The cut-off point established for assessing methodological quality was nine, representing 70% of all thirteen items which were assessed, according to the instrument. After critical assessment, the studies which did not meet the defined quality limit were excluded.
Data Extraction and Synthesis
For data extraction, two independent reviewers used an instrument elaborated by the authors, which contemplates information of the studies, such as authors, country of origin, participants, setting, design, intervention, comparator, methods of analysis, and important results for the research question and study objectives.
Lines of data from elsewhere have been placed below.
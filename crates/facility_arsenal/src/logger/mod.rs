//! Logger - глобальный sink для engine-сообщений
//!
//! Add-on живёт внутри чужого процесса (игровой сервер), поэтому вывод идёт
//! через подменяемый `LogSink`:
//! - `ConsoleSink` - stdout, ставится `init_logger()` если sink ещё нет
//! - `CaptureSink` - буфер строк (host консоль, тесты)
//!
//! Уровень фильтруется до форматирования, timestamp добавляется здесь.

use once_cell::sync::Lazy;
use std::fmt;
use std::sync::{Arc, Mutex};

/// Prefix всех строк engine'а в общей консоли host'а.
const TAG: &str = "arsenal";

#[derive(Clone, Copy, Debug, PartialEq, Eq, PartialOrd, Ord)]
pub enum LogLevel {
    Debug,
    Info,
    Warning,
    Error,
}

impl LogLevel {
    pub fn as_str(&self) -> &'static str {
        match self {
            LogLevel::Debug => "DEBUG",
            LogLevel::Info => "INFO",
            LogLevel::Warning => "WARNING",
            LogLevel::Error => "ERROR",
        }
    }

    /// Parse config value ("debug", "info", "warning"/"warn", "error").
    pub fn parse(value: &str) -> Option<Self> {
        match value.trim().to_ascii_lowercase().as_str() {
            "debug" => Some(LogLevel::Debug),
            "info" => Some(LogLevel::Info),
            "warning" | "warn" => Some(LogLevel::Warning),
            "error" => Some(LogLevel::Error),
            _ => None,
        }
    }
}

impl fmt::Display for LogLevel {
    fn fmt(&self, f: &mut fmt::Formatter<'_>) -> fmt::Result {
        f.write_str(self.as_str())
    }
}

/// Destination for formatted log lines.
pub trait LogSink: Send + Sync {
    fn write(&self, level: LogLevel, line: &str);
}

/// stdout
pub struct ConsoleSink;

impl LogSink for ConsoleSink {
    fn write(&self, level: LogLevel, line: &str) {
        println!("[{}] {}", level, line);
    }
}

/// Keeps every line in memory; clone the handle before installing it.
#[derive(Clone, Default)]
pub struct CaptureSink {
    lines: Arc<Mutex<Vec<(LogLevel, String)>>>,
}

impl CaptureSink {
    pub fn new() -> Self {
        Self::default()
    }

    /// Drain captured lines.
    pub fn take(&self) -> Vec<(LogLevel, String)> {
        self.lines
            .lock()
            .map(|mut lines| std::mem::take(&mut *lines))
            .unwrap_or_default()
    }
}

impl LogSink for CaptureSink {
    fn write(&self, level: LogLevel, line: &str) {
        if let Ok(mut lines) = self.lines.lock() {
            lines.push((level, line.to_string()));
        }
    }
}

struct LoggerState {
    sink: Option<Box<dyn LogSink>>,
    level: LogLevel,
}

static LOGGER: Lazy<Mutex<LoggerState>> = Lazy::new(|| {
    Mutex::new(LoggerState {
        sink: None,
        level: LogLevel::Debug,
    })
});

/// Replace the sink (host embedding).
pub fn set_sink(sink: Box<dyn LogSink>) {
    if let Ok(mut state) = LOGGER.lock() {
        state.sink = Some(sink);
    }
}

/// Console sink, unless the host already installed one.
pub fn init_logger() {
    if let Ok(mut state) = LOGGER.lock() {
        if state.sink.is_none() {
            state.sink = Some(Box::new(ConsoleSink));
        }
    }
}

pub fn set_log_level(level: LogLevel) {
    if let Ok(mut state) = LOGGER.lock() {
        state.level = level;
    }
}

pub fn log_level() -> LogLevel {
    LOGGER.lock().map(|s| s.level).unwrap_or(LogLevel::Debug)
}

/// Debug-level shorthand (FSM transitions, dispatch details).
pub fn log(message: &str) {
    log_with_level(LogLevel::Debug, message);
}

pub fn log_info(message: &str) {
    log_with_level(LogLevel::Info, message);
}

pub fn log_warning(message: &str) {
    log_with_level(LogLevel::Warning, message);
}

pub fn log_error(message: &str) {
    log_with_level(LogLevel::Error, message);
}

pub fn log_with_level(level: LogLevel, message: &str) {
    let Ok(state) = LOGGER.lock() else {
        return;
    };
    if level < state.level {
        return;
    }
    if let Some(sink) = state.sink.as_ref() {
        let timestamp = chrono::Local::now().format("%H:%M:%S%.3f");
        sink.write(level, &format!("{} [{}] {}", timestamp, TAG, message));
    }
}
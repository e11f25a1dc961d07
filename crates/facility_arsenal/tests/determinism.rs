//! Тесты детерминизма
//!
//! Один и тот же seed + один и тот же сценарий ввода → идентичный journal
//! SandboxWorld (spread, lock-on cues, порядок side effects).

use bevy::prelude::*;
use facility_arsenal::host::WorldEvent;
use facility_arsenal::{
    create_sandbox_app, step_sandbox, ArsenalConfig, HostWorld, ItemInput, ItemInputKind, ItemSnapshot,
    SandboxWorld,
};

/// Результат прогона: journal + здоровье манекенов
#[derive(Debug, PartialEq)]
struct RunSnapshot {
    journal: Vec<WorldEvent>,
    health: Vec<Option<f32>>,
}

#[test]
fn test_determinism_same_seed() {
    const SEED: u64 = 12345;
    const TICK_COUNT: u32 = 240;

    // Первый прогон
    let snapshot1 = run_simulation(SEED, TICK_COUNT);

    // Второй прогон с тем же seed
    let snapshot2 = run_simulation(SEED, TICK_COUNT);

    assert!(!snapshot1.journal.is_empty());
    assert_eq!(
        snapshot1, snapshot2,
        "Симуляция с одинаковым seed ({}) дала разные результаты!",
        SEED
    );
}

#[test]
fn test_determinism_multiple_runs() {
    const SEED: u64 = 42;
    const TICK_COUNT: u32 = 240;

    // Запускаем 5 раз, все должны быть идентичны
    let snapshots: Vec<_> = (0..5).map(|_| run_simulation(SEED, TICK_COUNT)).collect();

    for (i, snapshot) in snapshots.iter().enumerate().skip(1) {
        assert_eq!(
            snapshots[0], *snapshot,
            "Прогон {} дал результат отличный от прогона 0",
            i
        );
    }
}

/// Карабин (очередь + reload), затем катана (charge → lock-on)
fn run_simulation(seed: u64, tick_count: u32) -> RunSnapshot {
    let config = ArsenalConfig {
        rng_seed: seed,
        ..ArsenalConfig::default()
    };

    let mut world = SandboxWorld::new();
    let player = world.spawn_player(Vec3::ZERO);
    world.give(player, 0, ItemSnapshot::new("arsenal:carbine"));
    world.give(player, 1, ItemSnapshot::new("arsenal:storm_katana").with_durability(0, 500));
    world.give(
        player,
        9,
        ItemSnapshot::new("arsenal:carbine_magazine").with_durability(0, 20),
    );
    world.give(player, 10, ItemSnapshot::stack("arsenal:rifle_round", 64));
    let dummies = vec![
        world.spawn_mob("arsenal:training_dummy", Vec3::new(0.0, 0.0, 12.0), 500.0),
        world.spawn_mob("arsenal:training_dummy", Vec3::new(0.5, 0.0, 3.0), 200.0),
    ];

    let mut app = create_sandbox_app(config, world);

    for tick in 0..tick_count {
        let input = match tick {
            10 => Some(ItemInputKind::StartUse),
            55 => Some(ItemInputKind::StopUse),
            57 => Some(ItemInputKind::StartUse),
            58 => Some(ItemInputKind::StopUse),
            130 => Some(ItemInputKind::StartUse),
            141 => Some(ItemInputKind::StopUse),
            142 => Some(ItemInputKind::StartUse),
            160 => Some(ItemInputKind::StopUse),
            _ => None,
        };
        if tick == 110 {
            let mut host = app.world_mut().resource_mut::<HostWorld<SandboxWorld>>();
            host.0.select_slot(player, 1);
        }
        if let Some(kind) = input {
            app.world_mut().send_event(ItemInput::new(player, kind));
        }

        step_sandbox(&mut app);
    }

    let host = &app.world().resource::<HostWorld<SandboxWorld>>().0;
    RunSnapshot {
        journal: host.journal().to_vec(),
        health: dummies.iter().map(|d| host.health(*d)).collect(),
    }
}
//! Host boundary - синхронный world/entity/item API игрового хоста
//!
//! # Архитектура
//!
//! Add-on не владеет миром: всё состояние (инвентари, entities, блоки)
//! живёт в host'е и доступно только через `ItemHost`.
//! - Предметы - value snapshots (`ItemSnapshot`), без стабильного handle
//! - Entities - transient id (`HostEntity`), могут исчезнуть между тиками
//! - Все вызовы синхронные, single-threaded (один tick callback)
//!
//! `SandboxWorld` - in-memory реализация для headless binary и тестов.

use bevy::prelude::*;
use std::collections::BTreeMap;

use crate::error::HostError;

pub mod sandbox;

pub use sandbox::{SandboxWorld, WorldEvent};

/// Item property holding the external edit stamp (attachments bench).
pub const EDIT_STAMP_KEY: &str = "arsenal:edited_at";

/// Player eye height above feet (blocks).
pub const EYE_HEIGHT: f32 = 1.62;

/// Hotbar = первые 9 слотов инвентаря.
pub const HOTBAR_SIZE: u8 = 9;

// ============================================================================
// Identifiers & values
// ============================================================================

/// Transient host entity id (players, mobs, projectiles).
#[derive(Clone, Copy, Debug, PartialEq, Eq, Hash, PartialOrd, Ord)]
pub struct HostEntity(pub u64);

/// Small typed value stored on an item or entity.
#[derive(Clone, Debug, PartialEq)]
pub enum PropertyValue {
    Bool(bool),
    Number(f64),
    Text(String),
}

impl PropertyValue {
    pub fn as_number(&self) -> Option<f64> {
        match self {
            PropertyValue::Number(n) => Some(*n),
            _ => None,
        }
    }

    pub fn as_text(&self) -> Option<&str> {
        match self {
            PropertyValue::Text(s) => Some(s.as_str()),
            _ => None,
        }
    }

    pub fn as_bool(&self) -> Option<bool> {
        match self {
            PropertyValue::Bool(b) => Some(*b),
            _ => None,
        }
    }
}

/// Durability component: `damage` растёт от 0 до `max`.
#[derive(Clone, Copy, Debug, PartialEq, Eq)]
pub struct Durability {
    pub damage: u32,
    pub max: u32,
}

impl Durability {
    pub fn remaining(&self) -> u32 {
        self.max.saturating_sub(self.damage)
    }

    pub fn is_exhausted(&self) -> bool {
        self.damage >= self.max
    }
}

/// Value snapshot of an item stack, delivered anew every tick.
#[derive(Clone, Debug, PartialEq)]
pub struct ItemSnapshot {
    pub type_id: String,
    pub amount: u32,
    pub durability: Option<Durability>,
    pub properties: BTreeMap<String, PropertyValue>,
}

impl ItemSnapshot {
    pub fn new(type_id: impl Into<String>) -> Self {
        Self {
            type_id: type_id.into(),
            amount: 1,
            durability: None,
            properties: BTreeMap::new(),
        }
    }

    /// Stackable item (ammo, materials).
    pub fn stack(type_id: impl Into<String>, amount: u32) -> Self {
        Self {
            amount,
            ..Self::new(type_id)
        }
    }

    /// Tool/magazine with durability component.
    pub fn with_durability(mut self, damage: u32, max: u32) -> Self {
        self.durability = Some(Durability { damage, max });
        self
    }

    pub fn with_property(mut self, key: impl Into<String>, value: PropertyValue) -> Self {
        self.properties.insert(key.into(), value);
        self
    }

    pub fn property(&self, key: &str) -> Option<&PropertyValue> {
        self.properties.get(key)
    }

    pub fn set_property(&mut self, key: impl Into<String>, value: PropertyValue) {
        self.properties.insert(key.into(), value);
    }

    /// Edit stamp written by external modifications (attachments).
    pub fn edit_stamp(&self) -> Option<i64> {
        self.property(EDIT_STAMP_KEY)
            .and_then(PropertyValue::as_number)
            .map(|n| n as i64)
    }
}

/// Режим игры: creative/spectator не платят durability.
#[derive(Clone, Copy, Debug, PartialEq, Eq)]
pub enum GameMode {
    Survival,
    Adventure,
    Creative,
    Spectator,
}

impl GameMode {
    pub fn is_cost_exempt(&self) -> bool {
        matches!(self, GameMode::Creative | GameMode::Spectator)
    }
}

/// Player state snapshot for one tick.
#[derive(Clone, Debug, PartialEq)]
pub struct PlayerState {
    /// Feet position
    pub location: Vec3,
    /// (pitch, yaw) в градусах; pitch > 0 = смотрим вниз
    pub rotation: Vec2,
    pub velocity: Vec3,
    pub health: f32,
    pub on_ground: bool,
    pub sneaking: bool,
    pub game_mode: GameMode,
    pub selected_slot: u8,
}

impl PlayerState {
    pub fn eye_location(&self) -> Vec3 {
        self.location + Vec3::Y * EYE_HEIGHT
    }

    pub fn view_direction(&self) -> Vec3 {
        view_direction(self.rotation)
    }

    pub fn is_alive(&self) -> bool {
        self.health > 0.0
    }

    pub fn horizontal_speed(&self) -> f32 {
        Vec2::new(self.velocity.x, self.velocity.z).length()
    }
}

/// View direction from (pitch, yaw) degrees. yaw 0 = +Z.
pub fn view_direction(rotation: Vec2) -> Vec3 {
    let pitch = rotation.x.to_radians();
    let yaw = rotation.y.to_radians();
    Vec3::new(
        -yaw.sin() * pitch.cos(),
        -pitch.sin(),
        yaw.cos() * pitch.cos(),
    )
}

/// Entity hit by a ray cast (sorted by distance).
#[derive(Clone, Copy, Debug, PartialEq)]
pub struct EntityHit {
    pub entity: HostEntity,
    pub distance: f32,
    pub point: Vec3,
}

/// Block hit by a ray cast.
#[derive(Clone, Copy, Debug, PartialEq)]
pub struct BlockHit {
    pub block: IVec3,
    pub distance: f32,
    pub point: Vec3,
}

#[derive(Clone, Copy, Debug, PartialEq, Eq)]
pub enum DamageCause {
    Melee,
    Projectile,
    Beam,
    Impact,
}

// ============================================================================
// Forms
// ============================================================================

#[derive(Clone, Copy, Debug, PartialEq, Eq, Hash, PartialOrd, Ord)]
pub struct FormTicket(pub u64);

/// Modal action form (layout is the host's business).
#[derive(Clone, Debug, PartialEq)]
pub struct FormRequest {
    pub title: String,
    pub body: String,
    pub buttons: Vec<String>,
}

#[derive(Clone, Debug, PartialEq)]
pub enum FormResponse {
    Button(usize),
    Dismissed,
}

/// Результат опроса формы на текущем тике.
#[derive(Clone, Debug, PartialEq)]
pub enum FormPoll {
    Pending,
    Ready(FormResponse),
    /// Player disconnected or host dropped the form
    Gone,
}

// ============================================================================
// ItemHost
// ============================================================================

/// Synchronous host API consumed by the item engine.
///
/// Ошибки side-effect вызовов (sound, particle, shake, status) оружие глотает,
/// мутации мира (inventory, damage, teleport) пробрасывает через `?`.
pub trait ItemHost: Send + Sync {
    fn current_tick(&self) -> u64;

    // === Players ===
    fn players(&self) -> Vec<HostEntity>;
    fn player_state(&self, player: HostEntity) -> Option<PlayerState>;

    // === Inventory ===
    fn inventory_size(&self, player: HostEntity) -> usize;
    fn inventory_item(&self, player: HostEntity, slot: usize) -> Option<ItemSnapshot>;
    fn set_inventory_item(
        &mut self,
        player: HostEntity,
        slot: usize,
        item: Option<ItemSnapshot>,
    ) -> Result<(), HostError>;

    /// Item in the selected hotbar slot.
    fn selected_item(&self, player: HostEntity) -> Option<ItemSnapshot> {
        let state = self.player_state(player)?;
        self.inventory_item(player, state.selected_slot as usize)
    }

    // === Entities ===
    fn entity_alive(&self, entity: HostEntity) -> bool;
    fn entity_location(&self, entity: HostEntity) -> Option<Vec3>;
    fn entity_property(&self, entity: HostEntity, key: &str) -> Option<PropertyValue>;
    fn set_entity_property(
        &mut self,
        entity: HostEntity,
        key: &str,
        value: Option<PropertyValue>,
    ) -> Result<(), HostError>;

    // === Queries ===
    fn entities_near(&self, center: Vec3, radius: f32) -> Vec<HostEntity>;
    fn raycast_entities(&self, origin: Vec3, direction: Vec3, max_distance: f32) -> Vec<EntityHit>;
    fn raycast_block(&self, origin: Vec3, direction: Vec3, max_distance: f32) -> Option<BlockHit>;
    fn block_type(&self, block: IVec3) -> Option<String>;

    // === World mutation ===
    fn apply_damage(
        &mut self,
        target: HostEntity,
        amount: f32,
        cause: DamageCause,
        source: Option<HostEntity>,
    ) -> Result<bool, HostError>;
    fn apply_impulse(&mut self, entity: HostEntity, impulse: Vec3) -> Result<(), HostError>;
    fn apply_knockback(
        &mut self,
        entity: HostEntity,
        direction: Vec2,
        horizontal: f32,
        vertical: f32,
    ) -> Result<(), HostError>;
    fn teleport(
        &mut self,
        entity: HostEntity,
        location: Vec3,
        rotation: Option<Vec2>,
    ) -> Result<(), HostError>;
    fn spawn_entity(
        &mut self,
        kind: &str,
        location: Vec3,
        velocity: Vec3,
        owner: Option<HostEntity>,
    ) -> Result<HostEntity, HostError>;
    fn remove_entity(&mut self, entity: HostEntity) -> Result<(), HostError>;

    // === Cosmetic side effects ===
    fn play_sound(&mut self, sound: &str, location: Vec3) -> Result<(), HostError>;
    fn spawn_particle(&mut self, particle: &str, location: Vec3) -> Result<(), HostError>;
    fn camera_shake(&mut self, player: HostEntity, intensity: f32, seconds: f32) -> Result<(), HostError>;
    fn show_status(&mut self, player: HostEntity, text: &str) -> Result<(), HostError>;
    fn set_cooldown(&mut self, player: HostEntity, category: &str, ticks: u32) -> Result<(), HostError>;

    // === Forms ===
    fn show_form(&mut self, player: HostEntity, form: FormRequest) -> Result<FormTicket, HostError>;
    fn poll_form(&mut self, ticket: FormTicket) -> FormPoll;
}

/// Resource: the host world the engine drives.
#[derive(Resource)]
pub struct HostWorld<H: ItemHost + 'static>(pub H);

#[cfg(test)]
mod tests {
    use super::*;

    #[test]
    fn test_view_direction_level() {
        let dir = view_direction(Vec2::new(0.0, 0.0));
        assert!((dir - Vec3::Z).length() < 1e-5);

        let down = view_direction(Vec2::new(90.0, 0.0));
        assert!((down - Vec3::NEG_Y).length() < 1e-5);
    }

    #[test]
    fn test_edit_stamp() {
        let item = ItemSnapshot::new("arsenal:carbine");
        assert_eq!(item.edit_stamp(), None);

        let stamped = item.with_property(EDIT_STAMP_KEY, PropertyValue::Number(120.0));
        assert_eq!(stamped.edit_stamp(), Some(120));
    }

    #[test]
    fn test_durability() {
        let d = Durability { damage: 18, max: 20 };
        assert_eq!(d.remaining(), 2);
        assert!(!d.is_exhausted());
        assert!(Durability { damage: 20, max: 20 }.is_exhausted());
    }

    #[test]
    fn test_cost_exempt() {
        assert!(GameMode::Creative.is_cost_exempt());
        assert!(!GameMode::Survival.is_cost_exempt());
    }
}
Due to variations in the protocols used in the studies, it was not possible to perform a meta-analysis. Therefore, the results of the review were presented through a qualitative synthesis of the included studies. For the construction of the review report, the steps suggested by PRISMA were respected.13
Results
A total of 37 806 articles were identified in the first search in the electronic databases, in addition to 25 005 studies from other sources. After duplicates were removed and the titles and abstracts were read by the reviewers, 102 studies on the theme under study were pre-selected, fifteen of which were eligible for full reading, and only four of them were selected to comprise the sample. However, after the assessment of methodological quality, one of the studies, characterized by low methodological quality and a high risk of bias related to the absence of randomization of study participants and no blinding, was excluded. Figure 1 presents the flow diagram with the search results and details of the study selection process.
Methodological Quality
The results referring to the assessment of the methodological quality of the three studies included in the review are presented in Table 1. All demonstrated high methodological quality, with a score over 85%. Participants’ randomization into treatment groups, generated from a random sequence through specific software, as well as blinding such allocation, was performed for all the selected studies, with a detailed description of the process, which was one of the required criteria for study selection.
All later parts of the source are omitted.